FBI agent gives details of alleged SC hate crime ending in murder of transgender woman

The alleged killer of a South Carolina Black transgender woman was upset that “rumors” of their relationship were starting to spread around Allendale County where both were known, an FBI agent testified Monday in federal court.

And that caused people to start talking about the defendant, Daqua Ritter, being gay, testified FBI Special Agent Clay Trippi. His testimony was the first time extensive details of the case have been made public.

“The people we spoke with said Ritter was very upset that people thought he was gay,” Trippi said in response to questioning by federal prosecutor Ben Garner.

Ritter, 27, is charged with a hate crime for the 2019 murder of the transgender woman, Dime Doe of Allendale County, because of her gender identity and that a firearm was used in connection with a crime of violence. Each of those crimes carries a potential life sentence.

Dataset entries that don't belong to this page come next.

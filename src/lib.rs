//! Meteor Strike - a vertical meteor shooter
//!
//! Core modules:
//! - `sim`: deterministic simulation (movement, spawning, collision, cleanup)
//! - `renderer`: wgpu sprite rendering
//! - `assets`: texture catalog
//! - `app`: window, input sampling, and the fixed-step frame loop

pub mod app;
pub mod assets;
pub mod error;
pub mod renderer;
pub mod sim;

pub use error::InitError;
pub use sim::{GameState, TickInput};

/// Game configuration constants
pub mod consts {
    /// Window dimensions in logical pixels
    pub const WINDOW_WIDTH: u32 = 800;
    pub const WINDOW_HEIGHT: u32 = 1000;
    pub const WINDOW_TITLE: &str = "Meteor Strike";

    /// Fixed simulation timestep; the frame loop paces itself to this
    pub const FIXED_DT: f32 = 0.016;

    /// Ship thrust in pixels/s^2
    pub const SHIP_ACCEL: f32 = 3500.0;
    /// Fraction of ship velocity surviving one second of coasting
    /// (~0.9 per 16 ms tick)
    pub const SHIP_DAMPING_PER_SEC: f32 = 0.0014;
    /// Gap between the ship and the bottom edge at spawn, pixels
    pub const SHIP_BOTTOM_MARGIN: f32 = 50.0;

    /// Bullet launch speed in pixels/s
    pub const BULLET_SPEED: f32 = 500.0;
    /// Bullets per trigger pull (odd, so one flies straight up)
    pub const SHOTS_PER_TRIGGER: u32 = 3;
    /// Total angular spread of the bullet fan, radians
    pub const SHOT_SPREAD: f32 = 1.0;
    /// Minimum time between trigger pulls, seconds
    pub const FIRE_INTERVAL: f32 = 0.1;

    /// Seconds between meteor spawns at game start
    pub const SPAWN_INTERVAL_START: f32 = 5.0;
    /// The spawn interval never ramps below this
    pub const SPAWN_INTERVAL_FLOOR: f32 = 1.0;
    /// How much the interval shrinks after each spawn
    pub const SPAWN_INTERVAL_STEP: f32 = 0.1;

    /// Meteor horizontal drift is drawn from [-MAX, MAX)
    pub const METEOR_DRIFT_MAX: f32 = 100.0;
    /// Meteor fall speed is drawn from [MIN, MAX)
    pub const METEOR_FALL_MIN: f32 = 100.0;
    pub const METEOR_FALL_MAX: f32 = 200.0;
    /// Meteors materialize within this band above the top edge
    pub const SPAWN_BAND: f32 = 10.0;
}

A transgender woman is a person who is born male but then self-identifies as female.

South Carolina is one of just a few states that have no state hate crime law. Consequently the case is being tried in federal court, where laws with stiff potential sentences can be applied. If Ritter were tried in state court, depending on how the case played out, he might get a lighter sentence.

Ritter believed that Doe was telling people, including Ritter’s girlfriend, about their relationship, Trippi testified.

“Mr. Ritter was upset that Ms. Doe was exposing their relationship,” Trippi testified. “There are text messages between the defendant and the victim where the defendant says he is very upset that people in the community think they are having sex.”

Ritter is also charged with two counts of obstruction of justice and misleading state investigators about his whereabouts on the day of the murder, Aug. 4, 2019.

Trippi’s testimony came during a bond hearing before Magistrate Judge Shiva Hodges in the federal courthouse in Columbia.

At the hearing’s end, Hodges denied bond, saying prosecutors had presented a compelling case that Ritter — who lives in New York but is an occasional visitor to South Carolina — was both a flight risk and a danger to others.

The government’s facts are “very, very strong,” Hodges said.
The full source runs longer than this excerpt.